Evaluate the line integral, where C is the given curve.
(Integral)C z dx + x dy + y dz,
C: x = t^4, y = t^5, z = t^4, 0 ≤ t ≤ 1
Just plug and chug
∫Cz dx + x dy + y dz
= ∫[0,1] (t^4)(4t^3) + (t^4)(5t^4) + (t^5)(4t^3) dt
= ∫[0,1] 4t^7 + 9t^8 dt
= 1/2 t^8 + t^9 [0,1]
= 1/2 + 1
= 3/2
To evaluate the line integral, we can follow these steps:
Step 1: Parameterize the given curve C.
Step 2: Compute the necessary derivatives.
Step 3: Substitute the parameterized values into the integrand.
Step 4: Evaluate the line integral over the given interval.
Let's go through each step in detail:
Step 1: Parameterize the given curve C.
The given curve C is defined by the equations:
x = t^4
y = t^5
z = t^4
Step 2: Compute the necessary derivatives.
To compute the derivatives, we differentiate each component with respect to the parameter t:
dx/dt = 4t^3
dy/dt = 5t^4
dz/dt = 4t^3
Step 3: Substitute the parameterized values into the integrand.

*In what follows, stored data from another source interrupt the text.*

//! Provider bound to exactly one model

use async_trait::async_trait;
use std::sync::Arc;
use std::time::Duration;

use crate::config::ProviderEnv;
use crate::error::ProviderError;

use super::descriptor::ProviderDescriptor;
use super::fallback::{DEFAULT_ATTEMPT_TIMEOUT, attempt};
use super::types::{ChatMessage, ChatTransport, LlmProvider};

/// Single-model provider. Unconfigured when no transport could be bound
/// because the credential is missing.
#[derive(Debug)]
pub struct SingleModelProvider {
    name: String,
    credential_var: String,
    model: String,
    transport: Option<Arc<dyn ChatTransport>>,
    timeout: Duration,
}

impl SingleModelProvider {
    pub fn new(
        name: impl Into<String>,
        credential_var: impl Into<String>,
        model: impl Into<String>,
        transport: Option<Arc<dyn ChatTransport>>,
    ) -> Self {
        Self {
            name: name.into(),
            credential_var: credential_var.into(),
            model: model.into(),
            transport,
            timeout: DEFAULT_ATTEMPT_TIMEOUT,
        }
    }

    /// Resolve credential and model override once, at construction
    pub fn from_env(
        descriptor: &ProviderDescriptor,
        env: &ProviderEnv,
    ) -> Result<Self, ProviderError> {
        let transport = descriptor
            .credential(env)
            .map(|key| descriptor.transport(key))
            .transpose()?;
        Ok(Self::new(
            descriptor.identifier,
            descriptor.credential_var,
            descriptor.model(env),
            transport,
        ))
    }

    pub fn with_timeout(mut self, timeout: Duration) -> Self {
        self.timeout = timeout;
        self
    }
}

#[async_trait]
impl LlmProvider for SingleModelProvider {
    fn provider_name(&self) -> &str {
        &self.name
    }

    fn model_name(&self) -> String {
        self.model.clone()
    }

    fn credential_var(&self) -> &str {
        &self.credential_var
    }

    fn is_configured(&self) -> bool {
        self.transport.is_some()
    }

    async fn respond(&self, messages: &[ChatMessage]) -> Result<String, ProviderError> {
        let transport = self
            .transport
            .as_ref()
            .ok_or_else(|| ProviderError::not_configured(&self.name, &self.credential_var))?;

        attempt(transport.as_ref(), &self.model, messages, self.timeout)
            .await
            .map_err(|message| ProviderError::upstream(&self.name, &self.model, message))
    }
}

#[cfg(test)]
mod tests {
    use super::*;
    use crate::providers::descriptor::{ANTHROPIC, GROQ};
    use crate::providers::types::mock::ScriptedTransport;

    #[test]
    fn test_unconfigured_without_credential() {
        let provider = SingleModelProvider::from_env(&GROQ, &ProviderEnv::default()).unwrap();
        assert!(!provider.is_configured());
        assert_eq!(provider.model_name(), "llama3-8b-8192");
        assert_eq!(provider.credential_var(), "GROQ_API_KEY");
    }

    #[test]
    fn test_configured_with_credential_and_override() {
        let env = ProviderEnv::from_pairs([
            ("ANTHROPIC_API_KEY", "sk-ant-123"),
            ("ANTHROPIC_MODEL", "claude-3-haiku"),
        ]);
        let provider = SingleModelProvider::from_env(&ANTHROPIC, &env).unwrap();
        assert!(provider.is_configured());
        assert_eq!(provider.provider_name(), "anthropic");
        assert_eq!(provider.model_name(), "claude-3-haiku");
    }

    #[tokio::test]
    async fn test_respond_unconfigured_names_credential() {
        let provider = SingleModelProvider::from_env(&GROQ, &ProviderEnv::default()).unwrap();
        let err = provider
            .respond(&[ChatMessage::user("hi")])
            .await
            .unwrap_err();
        assert!(matches!(err, ProviderError::NotConfigured { .. }));
        assert!(err.to_string().contains("GROQ_API_KEY"));
    }

    #[tokio::test]
    async fn test_respond_uses_configured_model() {
        let transport = Arc::new(ScriptedTransport::new().reply("gpt-4o-mini", "hello"));
        let provider = SingleModelProvider::new(
            "openai",
            "OPENAI_API_KEY",
            "gpt-4o-mini",
            Some(transport.clone() as Arc<dyn ChatTransport>),
        );
        assert_eq!(
            provider.respond(&[ChatMessage::user("hi")]).await.unwrap(),
            "hello"
        );
        assert_eq!(transport.calls(), vec!["gpt-4o-mini"]);
    }

    #[tokio::test]
    async fn test_respond_wraps_vendor_failure() {
        let transport = Arc::new(ScriptedTransport::new().fail("m", "status 401: unauthorized"));
        let provider = SingleModelProvider::new(
            "openai",
            "OPENAI_API_KEY",
            "m",
            Some(transport as Arc<dyn ChatTransport>),
        );
        let err = provider
            .respond(&[ChatMessage::user("hi")])
            .await
            .unwrap_err();
        assert!(matches!(err, ProviderError::Upstream { .. }));
        assert!(err.to_string().contains("401"));
    }

    #[tokio::test]
    async fn test_respond_times_out() {
        let transport = Arc::new(ScriptedTransport::new().hang("m"));
        let provider = SingleModelProvider::new(
            "groq",
            "GROQ_API_KEY",
            "m",
            Some(transport as Arc<dyn ChatTransport>),
        )
        .with_timeout(Duration::from_millis(20));
        let err = provider
            .respond(&[ChatMessage::user("hi")])
            .await
            .unwrap_err();
        assert!(err.to_string().contains("timed out"));
    }
}
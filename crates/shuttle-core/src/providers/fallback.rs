//! Ordered model fallback for a single vendor

use serde::Serialize;
use std::sync::Arc;
use std::time::Duration;
use tracing::{debug, info, warn};

use crate::error::ProviderError;

use super::types::{ChatMessage, ChatTransport};

/// Default bound on a single candidate attempt
pub const DEFAULT_ATTEMPT_TIMEOUT: Duration = Duration::from_secs(60);

/// One failed candidate in a fallback run
#[derive(Debug, Clone, PartialEq, Eq, Serialize)]
pub struct Attempt {
    pub model: String,
    pub error: String,
}

impl Attempt {
    pub fn new(model: impl Into<String>, error: impl Into<String>) -> Self {
        Self {
            model: model.into(),
            error: error.into(),
        }
    }
}

impl std::fmt::Display for Attempt {
    fn fmt(&self, f: &mut std::fmt::Formatter<'_>) -> std::fmt::Result {
        write!(f, "{}: {}", self.model, self.error)
    }
}

/// Run one bounded call against `model`. A timeout only fails this attempt.
pub(crate) async fn attempt(
    transport: &dyn ChatTransport,
    model: &str,
    messages: &[ChatMessage],
    limit: Duration,
) -> Result<String, String> {
    match tokio::time::timeout(limit, transport.complete(model, messages)).await {
        Ok(Ok(text)) => Ok(text),
        Ok(Err(e)) => Err(format!("{:#}", e)),
        Err(_) => Err(format!("timed out after {:?}", limit)),
    }
}

/// Tries candidate models in configured order until one answers.
///
/// First success wins; there is no retry of the same model and no racing.
#[derive(Debug)]
pub struct FallbackExecutor {
    transport: Arc<dyn ChatTransport>,
    /// Candidates in preference order (index 0 = primary)
    candidates: Vec<String>,
    attempt_timeout: Duration,
}

impl FallbackExecutor {
    pub fn new(
        transport: Arc<dyn ChatTransport>,
        candidates: Vec<String>,
    ) -> Result<Self, ProviderError> {
        if candidates.is_empty() {
            return Err(ProviderError::InvalidConfig(format!(
                "{} requires at least one candidate model",
                transport.vendor()
            )));
        }
        Ok(Self {
            transport,
            candidates,
            attempt_timeout: DEFAULT_ATTEMPT_TIMEOUT,
        })
    }

    /// Set the bound applied to each individual candidate
    pub fn with_attempt_timeout(mut self, limit: Duration) -> Self {
        self.attempt_timeout = limit;
        self
    }

    pub fn candidates(&self) -> &[String] {
        &self.candidates
    }

    /// Send the conversation, falling over to the next candidate on error
    pub async fn run(&self, messages: &[ChatMessage]) -> Result<String, ProviderError> {
        self.run_logged(messages).await.map(|(text, _)| text)
    }

    /// Like [`run`](Self::run), also returning the failures that preceded
    /// the successful candidate.
    pub async fn run_logged(
        &self,
        messages: &[ChatMessage],
    ) -> Result<(String, Vec<Attempt>), ProviderError> {
        let vendor = self.transport.vendor();
        let mut failures = Vec::new();

        for (idx, model) in self.candidates.iter().enumerate() {
            debug!(
                "Trying {} model {} ({}/{})",
                vendor,
                model,
                idx + 1,
                self.candidates.len()
            );

            match attempt(
                self.transport.as_ref(),
                model,
                messages,
                self.attempt_timeout,
            )
            .await
            {
                Ok(text) => {
                    if idx > 0 {
                        info!(
                            "Request succeeded on fallback model {} after {} failure(s)",
                            model,
                            failures.len()
                        );
                    }
                    return Ok((text, failures));
                }
                Err(error) => {
                    warn!("{} model {} failed: {}", vendor, model, error);
                    failures.push(Attempt::new(model.as_str(), error));
                }
            }
        }

        Err(ProviderError::AggregateFallback {
            provider: vendor.to_string(),
            attempts: failures,
        })
    }
}
//! Registry mapping provider identifiers to constructors

use serde::Serialize;
use std::collections::HashMap;
use std::sync::{Arc, PoisonError, RwLock};
use tracing::debug;

use crate::config::{ProviderEnv, normalize_identifier};
use crate::error::ProviderError;
use crate::providers::descriptor::BUILTIN;
use crate::providers::{LlmProvider, MultiModelProvider, SingleModelProvider};

/// Builds a provider instance from the environment snapshot
pub type ProviderConstructor =
    Arc<dyn Fn(&ProviderEnv) -> Result<Box<dyn LlmProvider>, ProviderError> + Send + Sync>;

/// Configuration state of one registered provider
#[derive(Debug, Clone, PartialEq, Eq, Serialize)]
pub struct ProviderStatus {
    pub name: String,
    pub configured: bool,
    pub model: Option<String>,
}

/// Registry of available providers.
///
/// Owned explicitly and shared via `Arc`; extension at runtime goes through
/// [`register`](Self::register), lookups take a shared lock.
pub struct ProviderRegistry {
    constructors: RwLock<HashMap<String, ProviderConstructor>>,
}

impl std::fmt::Debug for ProviderRegistry {
    fn fmt(&self, f: &mut std::fmt::Formatter<'_>) -> std::fmt::Result {
        f.debug_struct("ProviderRegistry")
            .field("providers", &self.identifiers())
            .finish()
    }
}

impl ProviderRegistry {
    /// Create a new empty registry
    pub fn new() -> Self {
        Self {
            constructors: RwLock::new(HashMap::new()),
        }
    }

    /// Registry holding groq, openai, anthropic and openrouter
    pub fn with_builtin() -> Self {
        let registry = Self::new();
        for &descriptor in BUILTIN {
            if descriptor.multi_model {
                registry.register(descriptor.identifier, move |env| {
                    Ok(Box::new(MultiModelProvider::from_env(&descriptor, env)?))
                });
            } else {
                registry.register(descriptor.identifier, move |env| {
                    Ok(Box::new(SingleModelProvider::from_env(&descriptor, env)?))
                });
            }
        }
        registry
    }

    /// Insert or overwrite the constructor for `identifier` (case-insensitive).
    /// Last registration wins.
    pub fn register<F>(&self, identifier: &str, constructor: F)
    where
        F: Fn(&ProviderEnv) -> Result<Box<dyn LlmProvider>, ProviderError> + Send + Sync + 'static,
    {
        let name = normalize_identifier(identifier);
        debug!("Registering provider: {}", name);
        let previous = self
            .constructors
            .write()
            .unwrap_or_else(PoisonError::into_inner)
            .insert(name.clone(), Arc::new(constructor));
        if previous.is_some() {
            debug!("Provider {} replaced an earlier registration", name);
        }
    }

    /// Construct the provider registered as `identifier` and make sure it has
    /// its credential before handing it out.
    pub fn get(
        &self,
        identifier: &str,
        env: &ProviderEnv,
    ) -> Result<Arc<dyn LlmProvider>, ProviderError> {
        let name = normalize_identifier(identifier);
        let Some(constructor) = self.constructor(&name) else {
            return Err(ProviderError::UnknownProvider {
                available: self.identifiers(),
                name,
            });
        };

        let provider = constructor(env)?;
        if !provider.is_configured() {
            return Err(ProviderError::not_configured(
                &name,
                provider.credential_var(),
            ));
        }

        debug!(
            "Resolved provider {} (model: {})",
            name,
            provider.model_name()
        );
        Ok(Arc::from(provider))
    }

    /// Clone the constructor out so it never runs under the lock
    fn constructor(&self, name: &str) -> Option<ProviderConstructor> {
        self.constructors
            .read()
            .unwrap_or_else(PoisonError::into_inner)
            .get(name)
            .cloned()
    }

    /// Registered identifiers, sorted
    pub fn identifiers(&self) -> Vec<String> {
        let mut names: Vec<String> = self
            .constructors
            .read()
            .unwrap_or_else(PoisonError::into_inner)
            .keys()
            .cloned()
            .collect();
        names.sort();
        names
    }

    pub fn contains(&self, identifier: &str) -> bool {
        self.constructors
            .read()
            .unwrap_or_else(PoisonError::into_inner)
            .contains_key(&normalize_identifier(identifier))
    }

    /// Number of registered providers
    pub fn len(&self) -> usize {
        self.constructors
            .read()
            .unwrap_or_else(PoisonError::into_inner)
            .len()
    }

    /// Check if registry is empty
    pub fn is_empty(&self) -> bool {
        self.len() == 0
    }

    /// Configuration state of every registered provider. Constructs each one
    /// but performs no network I/O.
    pub fn statuses(&self, env: &ProviderEnv) -> Vec<ProviderStatus> {
        self.identifiers()
            .into_iter()
            .map(|name| {
                match self.constructor(&name).map(|c| c(env)) {
                    Some(Ok(provider)) => ProviderStatus {
                        configured: provider.is_configured(),
                        model: Some(provider.model_name()),
                        name,
                    },
                    _ => ProviderStatus {
                        name,
                        configured: false,
                        model: None,
                    },
                }
            })
            .collect()
    }
}

impl Default for ProviderRegistry {
    fn default() -> Self {
        Self::new()
    }
}
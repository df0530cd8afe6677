//! Provider-agnostic types shared by every vendor integration

use anyhow::Result;
use async_trait::async_trait;
use serde::{Deserialize, Serialize};

use crate::error::ProviderError;

/// Provider-agnostic chat message
#[derive(Debug, Clone, PartialEq, Eq, Serialize, Deserialize)]
pub struct ChatMessage {
    pub role: ChatRole,
    pub content: String,
}

/// Message role
#[derive(Debug, Clone, Copy, PartialEq, Eq, Serialize, Deserialize)]
#[serde(rename_all = "lowercase")]
pub enum ChatRole {
    User,
    Assistant,
    System,
}

impl ChatMessage {
    pub fn new(role: ChatRole, content: impl Into<String>) -> Self {
        Self {
            role,
            content: content.into(),
        }
    }

    pub fn system(content: impl Into<String>) -> Self {
        Self::new(ChatRole::System, content)
    }

    pub fn user(content: impl Into<String>) -> Self {
        Self::new(ChatRole::User, content)
    }

    pub fn assistant(content: impl Into<String>) -> Self {
        Self::new(ChatRole::Assistant, content)
    }
}

impl std::fmt::Display for ChatRole {
    fn fmt(&self, f: &mut std::fmt::Formatter<'_>) -> std::fmt::Result {
        match self {
            Self::User => write!(f, "user"),
            Self::Assistant => write!(f, "assistant"),
            Self::System => write!(f, "system"),
        }
    }
}

/// Content of the most recent user message, if any
pub fn last_user_message(messages: &[ChatMessage]) -> Option<&str> {
    messages
        .iter()
        .rev()
        .find(|m| m.role == ChatRole::User)
        .map(|m| m.content.as_str())
}

/// Trait that all chat providers implement
#[async_trait]
pub trait LlmProvider: Send + Sync {
    /// Registry identifier (e.g. "groq", "openrouter")
    fn provider_name(&self) -> &str;

    /// Model in use, or the comma-joined candidate list for multi-model providers
    fn model_name(&self) -> String;

    /// Environment variable holding this provider's credential
    fn credential_var(&self) -> &str;

    /// Whether the credential is present. Never performs I/O.
    fn is_configured(&self) -> bool;

    /// Send the full conversation and return the reply text
    async fn respond(&self, messages: &[ChatMessage]) -> Result<String, ProviderError>;
}

/// One vendor's "send messages, get text" capability for a given model.
///
/// Wire shapes stay behind this seam; provider variants only see text.
#[async_trait]
pub trait ChatTransport: Send + Sync + std::fmt::Debug {
    /// Vendor label used in logs and errors
    fn vendor(&self) -> &str;

    async fn complete(&self, model: &str, messages: &[ChatMessage]) -> Result<String>;
}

The integrand is given as:
z dx + x dy + y dz
Substituting the parameterized values, we have:
z = t^4
x = t^4
y = t^5
So, the integrand becomes:
t^4 * (4t^3) + t^4 * (5t^4) + t^5 * (4t^3)
Simplifying further:
4t^7 + 5t^8 + 4t^8
Step 4: Evaluate the line integral over the given interval.
We have the integrand as:
4t^7 + 5t^8 + 4t^8
To find the line integral, integrate the function with respect to t over the given interval [0, 1]:
∫(0 to 1) (4t^7 + 5t^8 + 4t^8) dt
Evaluating the integral will give us the final result.